Wherever the word "that" shows up in the data, report the line it sits in.

■ RECORD EXTRACTS ■
- - -

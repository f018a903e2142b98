//! Text renderings of assembled structures.
//!
//! Everything here is a pure function of its input: identical structures give
//! byte-identical text and therefore identical digests.

mod gantt;
mod mermaid;
mod outline;

pub use outline::render_outline;

use serde::{Deserialize, Serialize};
use sha2::{Digest, Sha256};
use std::fmt;
use std::str::FromStr;

use crate::error::{MetaviewError, Result};
use crate::graph::{ContextPath, ProjectTimeline};
use crate::model::node::AssembledGraph;
use crate::model::relationship::RelatedElementSummary;

/// Mermaid flow direction.
#[derive(Debug, Clone, Copy, Default, PartialEq, Eq, Serialize, Deserialize)]
pub enum Direction {
    #[default]
    TD,
    LR,
    BT,
    RL,
}

impl Direction {
    pub fn as_str(&self) -> &'static str {
        match self {
            Direction::TD => "TD",
            Direction::LR => "LR",
            Direction::BT => "BT",
            Direction::RL => "RL",
        }
    }
}

impl fmt::Display for Direction {
    fn fmt(&self, f: &mut fmt::Formatter<'_>) -> fmt::Result {
        f.write_str(self.as_str())
    }
}

impl FromStr for Direction {
    type Err = MetaviewError;

    fn from_str(s: &str) -> Result<Self> {
        match s.to_ascii_uppercase().as_str() {
            "TD" | "TB" => Ok(Direction::TD),
            "LR" => Ok(Direction::LR),
            "BT" => Ok(Direction::BT),
            "RL" => Ok(Direction::RL),
            other => Err(MetaviewError::InvalidInput(format!("unknown direction: {}", other))),
        }
    }
}

#[derive(Debug, Clone, Default, PartialEq, Eq)]
pub struct RenderOptions {
    pub direction: Direction,
    /// Add the element guid under each label
    pub show_guids: bool,
}

/// Rendered source text and the hex SHA-256 of that text.
#[derive(Debug, Clone, PartialEq, Eq, Serialize, Deserialize)]
pub struct DiagramSource {
    pub text: String,
    pub digest: String,
}

impl DiagramSource {
    pub fn new(text: String) -> Self {
        let mut hasher = Sha256::new();
        hasher.update(text.as_bytes());
        let digest = format!("{:x}", hasher.finalize());
        Self { text, digest }
    }
}

impl fmt::Display for DiagramSource {
    fn fmt(&self, f: &mut fmt::Formatter<'_>) -> fmt::Result {
        f.write_str(&self.text)
    }
}

#[derive(Debug, Clone, Default)]
pub struct DiagramRenderer {
    options: RenderOptions,
}

impl DiagramRenderer {
    pub fn new(options: RenderOptions) -> Self {
        Self { options }
    }

    /// Mermaid flowchart of an assembled graph.
    pub fn render(&self, graph: &AssembledGraph) -> DiagramSource {
        DiagramSource::new(mermaid::flowchart(graph, &self.options))
    }

    /// Mermaid chain from a leaf to its outermost container.
    pub fn render_context_path(&self, path: &ContextPath) -> DiagramSource {
        DiagramSource::new(mermaid::context_chain(path, &self.options))
    }

    pub fn render_gantt(&self, timeline: &ProjectTimeline) -> DiagramSource {
        DiagramSource::new(gantt::gantt(timeline))
    }
}

/// Flowchart with default options.
pub fn render(graph: &AssembledGraph) -> DiagramSource {
    DiagramRenderer::default().render(graph)
}

/// Escape text for a quoted Mermaid label.
pub fn escape_label(text: &str) -> String {
    let mut out = String::with_capacity(text.len());
    for c in text.chars() {
        match c {
            '"' => out.push_str("#quot;"),
            '<' => out.push_str("#lt;"),
            '>' => out.push_str("#gt;"),
            '#' => out.push_str("#35;"),
            '\r' => {}
            '\n' => out.push_str("<br/>"),
            other => out.push(other),
        }
    }
    out
}

/// Human label of an element; unrecognized kinds keep their type name visible.
pub(crate) fn element_label(element: &RelatedElementSummary) -> String {
    match element.properties.unrecognized_type_name() {
        Some(type_name) => match element.properties.qualified_name() {
            Some(name) => format!("{} ({})", name, type_name),
            None => format!("unrecognized ({})", type_name),
        },
        None => element.label(),
    }
}
use thiserror::Error;

/// Main error type for Metaview
#[derive(Error, Debug)]
pub enum MetaviewError {
    /// Record is missing its identifier or type name, or its payload is unreadable
    #[error("Malformed record: {0}")]
    MalformedRecord(String),

    /// Element vanished or never existed
    #[error("Element not found: {0}")]
    NotFound(String),

    /// Relationship references an endpoint that cannot be resolved
    #[error("Relationship integrity error on {relationship_guid}: {reason}")]
    RelationshipIntegrity {
        relationship_guid: String,
        reason: String,
    },

    /// Transient failure reported by the repository collaborator
    #[error("Repository error: {0}")]
    Repository(String),

    /// A single fetch took longer than the configured timeout
    #[error("Fetch for {guid} timed out after {timeout_ms}ms")]
    Timeout { guid: String, timeout_ms: u64 },

    /// Invalid input (bad depth, unknown policy, empty filter)
    #[error("Invalid input: {0}")]
    InvalidInput(String),

    /// Configuration errors
    #[error("Configuration error: {0}")]
    Config(String),

    /// Fixture parse errors
    #[error("Parse error: {0}")]
    Parse(String),

    /// Database-related errors
    #[error("Database error: {0}")]
    Database(#[from] rusqlite::Error),

    /// File system I/O errors
    #[error("IO error: {0}")]
    Io(#[from] std::io::Error),

    /// JSON (de)serialization errors
    #[error("JSON error: {0}")]
    Json(#[from] serde_json::Error),
}

impl MetaviewError {
    pub(crate) fn integrity(relationship_guid: &str, reason: impl Into<String>) -> Self {
        MetaviewError::RelationshipIntegrity {
            relationship_guid: relationship_guid.to_string(),
            reason: reason.into(),
        }
    }
}

/// Convenient Result type using MetaviewError
pub type Result<T> = std::result::Result<T, MetaviewError>;
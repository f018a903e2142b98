use async_trait::async_trait;
use std::path::PathBuf;

use super::{MetadataRepository, PageRequest, RawElementRecord, RawRelationshipRecord, RelatedRecord, TraversalDirection};
use crate::db::Db;
use crate::error::{MetaviewError, Result};

/// Repository over a local SQLite snapshot written by the importer.
#[derive(Debug, Clone)]
pub struct SqliteRepository {
    db: Db,
}

impl SqliteRepository {
    pub fn new(db: Db) -> Self {
        Self { db }
    }

    /// Open the snapshot at `db_path`, applying pending migrations first.
    pub async fn open(db_path: PathBuf, migrations_dir: Option<PathBuf>) -> Result<Self> {
        let db = Db::new(db_path);
        db.migrate(migrations_dir).await?;
        Ok(Self::new(db))
    }

    pub fn db(&self) -> &Db {
        &self.db
    }
}

fn decode<T: serde::de::DeserializeOwned>(guid: &str, json: &str) -> Result<T> {
    serde_json::from_str(json)
        .map_err(|e| MetaviewError::MalformedRecord(format!("stored record {}: {}", guid, e)))
}

fn direction_clause(direction: TraversalDirection) -> (&'static str, usize) {
    match direction {
        TraversalDirection::Outgoing => ("r.end1_guid = ?", 1),
        TraversalDirection::Incoming => ("r.end2_guid = ?", 1),
        TraversalDirection::Both => ("(r.end1_guid = ? OR r.end2_guid = ?)", 2),
    }
}

#[async_trait]
impl MetadataRepository for SqliteRepository {
    async fn get_element(&self, guid: &str) -> Result<RawElementRecord> {
        let guid = guid.to_string();
        self.db
            .with_connection(move |conn| {
                let row: Option<String> = match conn.query_row(
                    "SELECT record_json FROM elements WHERE guid = ?1",
                    [&guid],
                    |row| row.get(0),
                ) {
                    Ok(json) => Some(json),
                    Err(rusqlite::Error::QueryReturnedNoRows) => None,
                    Err(e) => return Err(e.into()),
                };
                match row {
                    Some(json) => decode(&guid, &json),
                    None => Err(MetaviewError::NotFound(guid)),
                }
            })
            .await
    }

    async fn get_relationships(
        &self,
        guid: &str,
        relationship_types: &[String],
        direction: TraversalDirection,
        page: PageRequest,
    ) -> Result<Vec<RelatedRecord>> {
        let guid = guid.to_string();
        let types = relationship_types.to_vec();

        self.db
            .with_connection(move |conn| {
                let exists: i64 = conn.query_row(
                    "SELECT COUNT(*) FROM elements WHERE guid = ?1",
                    [&guid],
                    |row| row.get(0),
                )?;
                if exists == 0 {
                    return Err(MetaviewError::NotFound(guid));
                }
                if types.is_empty() || page.page_size == 0 {
                    return Ok(Vec::new());
                }

                let (clause, guid_uses) = direction_clause(direction);
                let placeholders = types.iter().map(|_| "?").collect::<Vec<_>>().join(",");
                let query = format!(
                    "SELECT r.guid, r.record_json, e.record_json \
                     FROM relationships r \
                     LEFT JOIN elements e ON e.guid = \
                        CASE WHEN r.end1_guid = ? THEN r.end2_guid ELSE r.end1_guid END \
                     WHERE {} AND r.type_name IN ({}) \
                     ORDER BY r.seq LIMIT ? OFFSET ?",
                    clause, placeholders
                );

                let mut params: Vec<Box<dyn rusqlite::ToSql>> = vec![Box::new(guid.clone())];
                for _ in 0..guid_uses {
                    params.push(Box::new(guid.clone()));
                }
                for t in &types {
                    params.push(Box::new(t.clone()));
                }
                params.push(Box::new(page.page_size as i64));
                params.push(Box::new(page.start_from as i64));

                let mut stmt = conn.prepare(&query)?;
                let rows = stmt
                    .query_map(rusqlite::params_from_iter(params), |row| {
                        Ok((
                            row.get::<_, String>(0)?,
                            row.get::<_, String>(1)?,
                            row.get::<_, Option<String>>(2)?,
                        ))
                    })?
                    .collect::<std::result::Result<Vec<_>, rusqlite::Error>>()?;

                let mut out = Vec::with_capacity(rows.len());
                for (rel_guid, rel_json, element_json) in rows {
                    let relationship: RawRelationshipRecord = decode(&rel_guid, &rel_json)?;
                    let element = match element_json {
                        Some(json) => Some(decode::<RawElementRecord>(&rel_guid, &json)?),
                        None => None,
                    };
                    out.push(RelatedRecord {
                        relationship,
                        element,
                    });
                }
                Ok(out)
            })
            .await
    }
}

#[cfg(test)]
mod tests {
    use super::*;
    use crate::db::store::{import_batch, RecordBatch};
    use crate::repository::InMemoryRepository;
    use serde_json::json;
    use tempfile::TempDir;

    fn batch() -> RecordBatch {
        RecordBatch {
            elements: vec![
                RawElementRecord::new("c1", "Collection", json!({"displayName": "Root"})),
                RawElementRecord::new("m1", "Asset", json!({})),
                RawElementRecord::new("m2", "Asset", json!({})),
                RawElementRecord::new("c2", "Collection", json!({})),
            ],
            relationships: vec![
                RawRelationshipRecord::new("r1", "CollectionMembership", "c1", "m1"),
                RawRelationshipRecord::new("r2", "CollectionMembership", "c1", "m2"),
                RawRelationshipRecord::new("r3", "CollectionMembership", "c1", "c2"),
                RawRelationshipRecord::new("r4", "CollectionMembership", "c2", "m2"),
                RawRelationshipRecord::new("r5", "ResourceList", "c1", "m1"),
                RawRelationshipRecord::new("r6", "CollectionMembership", "c1", "ghost"),
            ],
        }
    }

    async fn sqlite_repo(dir: &TempDir) -> SqliteRepository {
        let repo = SqliteRepository::open(dir.path().join("snap.db"), None).await.unwrap();
        import_batch(repo.db(), batch(), None).await.unwrap();
        repo
    }

    fn memory_repo() -> InMemoryRepository {
        let batch = batch();
        let mut repo = InMemoryRepository::new();
        for e in batch.elements {
            let key = e.guid.clone().unwrap();
            repo = repo.with_element_record(&key, e);
        }
        for r in batch.relationships {
            repo = repo.with_relationship_record(r);
        }
        repo
    }

    fn types() -> Vec<String> {
        vec!["CollectionMembership".to_string()]
    }

    #[tokio::test]
    async fn test_get_element() {
        let dir = TempDir::new().unwrap();
        let repo = sqlite_repo(&dir).await;
        let record = repo.get_element("c1").await.unwrap();
        assert_eq!(record.type_name.as_deref(), Some("Collection"));
        assert!(matches!(repo.get_element("zz").await, Err(MetaviewError::NotFound(_))));
    }

    #[tokio::test]
    async fn test_parity_with_memory() {
        let dir = TempDir::new().unwrap();
        let sqlite = sqlite_repo(&dir).await;
        let memory = memory_repo();

        for (guid, direction) in [
            ("c1", TraversalDirection::Outgoing),
            ("m2", TraversalDirection::Incoming),
            ("c2", TraversalDirection::Both),
        ] {
            for page in [PageRequest::first(2), PageRequest::first(2).next(), PageRequest::first(50)] {
                let a = sqlite.get_relationships(guid, &types(), direction, page).await.unwrap();
                let b = memory.get_relationships(guid, &types(), direction, page).await.unwrap();
                assert_eq!(a, b, "{} {:?} {:?}", guid, direction, page);
            }
        }
    }

    #[tokio::test]
    async fn test_dangling_far_end() {
        let dir = TempDir::new().unwrap();
        let repo = sqlite_repo(&dir).await;
        let page = repo
            .get_relationships("c1", &types(), TraversalDirection::Outgoing, PageRequest::first(10))
            .await
            .unwrap();
        assert_eq!(page.len(), 4);
        assert!(page[3].element.is_none());
    }

    #[tokio::test]
    async fn test_unknown_start() {
        let dir = TempDir::new().unwrap();
        let repo = sqlite_repo(&dir).await;
        let err = repo
            .get_relationships("nope", &types(), TraversalDirection::Both, PageRequest::first(10))
            .await
            .unwrap_err();
        assert!(matches!(err, MetaviewError::NotFound(_)));
    }
}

- - -

■ THE ANSWER ■
/// Rendered source text and the hex SHA-256 of that text.
    /// Relationship references an endpoint that cannot be resolved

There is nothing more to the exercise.